As an autodidact, Seydou Keïta transformed classical African studio photography into a unique photographic art. With sure-footed sensibility for those portrayed, his black-and-white photographs show a remarkable sense for detail, the gaze, the pose, the symmetrically arranged background and the carefully selected accessories. His precision and simultaneous discretion are, at the same time, historical evidence of the modern Malian middle class and its unique synthesis with Western consumer culture. The exhibition brings together thirteen of Keïta's photographs that came about between 1949 and 1959, part of his oeuvre that is represented internationally in both public and private collections.
By Frédéric Bruly Bouabré (born around 1923 on the Ivory Coast), the Galería Kewenig is showing a key work, "Le Musée du Visage Africain" (1995/96) from 78 colourfully painted sheets the size of postcards that were put on show already in 2002 at documenta XI. Since the 1940s, in his drawings and accompanying written passages, Bouabré has been casting a symbolic system of signs for divine creation. His work represents a synthesis of old traditions with modernity. From prehistoric African writings, modern advertising logos, emblems and symbols, he finds new formulae for a universal interpretation whose basis is always a firm belief in God.
Framed by Keïta's photographs and Bruly Bouabré's pictographic drawings, the exhibition is showing in the Oratorio de Sant Feliu wooden sculptures by ancient tribes from West Africa. Talismanic figures of the Dogon (Mali), androgynous sculptures in austere Cubist forms symbolize at the same time masculine strength and feminine fertility. The people of the Lobi (Burkina Faso) carved so-called Bateba figures with strict symmetry in their thoroughly formed bodies and expressive portrayal of their facial traits. They were understood as mediators between human beings and supernatural beings. The talismanic figures of the Fon (Benin) make a connection with the religion of voodoo. Their task consisted in attracting evil to themselves, thus deflecting it from people. One of the figures in the exhibition is wearing a coat made of iron padlocks. Each padlock symbolically stands for fathoming an accident or problem that has to be solved or 'opened'. Androgynous figures of the Ewe (Ghana, Togo and Benin) complete the exhibition. Among the many people of Africa, the birth of twins is regarded as a mystical event and as a sign of divine blessing. The death of a twin demanded the making of a twin figure. Honouring deceased twins in this way brought the reward of happiness and comfort.
The circle to contemporary art is completed by Bertrand Lavier (born 1949, now living in Burgundy and Paris), whose work will be shown in 2012 in a large retrospective by the Centre Pompidou.
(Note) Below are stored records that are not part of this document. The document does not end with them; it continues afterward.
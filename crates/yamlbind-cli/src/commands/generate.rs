//! `gen`: generate conversion headers.
//!
//! Units are independent: a unit that fails to parse or write is reported
//! and skipped, the remaining units are still processed. The exit code
//! reflects whether any unit failed.

use std::fs;
use std::path::{Path, PathBuf};

use yamlbind_codegen::{GenConfig, GenError, diagnostics, generate};

pub struct GenArgs {
    pub files: Vec<PathBuf>,
    pub out_dir: Option<PathBuf>,
    pub compare_ops: bool,
    pub color: bool,
}

pub fn run(args: GenArgs) {
    let config = GenConfig::new().compare_ops(args.compare_ops);

    let mut failed = false;
    for file in &args.files {
        if generate_file(file, args.out_dir.as_deref(), &config, args.color).is_err() {
            failed = true;
        }
    }

    if failed {
        std::process::exit(1);
    }
}

/// Process one unit. Errors are reported on stderr; the returned result
/// only steers the exit code.
pub fn generate_file(
    file: &Path,
    out_dir: Option<&Path>,
    config: &GenConfig,
    color: bool,
) -> Result<PathBuf, ()> {
    let source = match fs::read_to_string(file) {
        Ok(source) => source,
        Err(e) => {
            eprintln!("error: failed to read {}: {e}", file.display());
            return Err(());
        }
    };

    let display = file.display().to_string();
    let output = match generate(&source, config) {
        Ok(output) => output,
        Err(GenError::Parse(parse_error)) => {
            eprint!(
                "{}",
                diagnostics::render_parse_error(&source, Some(&display), &parse_error, color)
            );
            eprintln!();
            return Err(());
        }
        Err(e) => {
            eprintln!("error: {}: {e}", file.display());
            return Err(());
        }
    };

    let out_path = output_path(file, out_dir);
    if let Err(e) = fs::write(&out_path, &output) {
        eprintln!("error: failed to write {}: {e}", out_path.display());
        return Err(());
    }

    Ok(out_path)
}

/// Derived output filename: input base name with the extension replaced by
/// the fixed `.yamlbind.h` suffix, under `--out-dir` when given.
pub(crate) fn output_path(input: &Path, out_dir: Option<&Path>) -> PathBuf {
    let stem = input
        .file_stem()
        .unwrap_or_else(|| input.as_os_str())
        .to_string_lossy();
    let file_name = format!("{stem}.yamlbind.h");

    match out_dir {
        Some(dir) => dir.join(file_name),
        None => input.with_file_name(file_name),
    }
}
Lavier, whose art goes beyond the tradition of ready-mades, has been engaged since the 1970s with mechanisms for transforming everyday objects into art. At the Galería Kewenig he takes up African sculptural language in order to reinterpret it in his own reply, thus bringing it into present-day art via his characteristic style. Made and used in Africa as everyday objects, the sculptures first became works of art and commodities in the art trade within the context of the European world. By not carving his sculpture in a handicraft way, but casting it in bronze and having it nickel-plated, Lavier demonstrates how an individual art object becomes artistic commodity.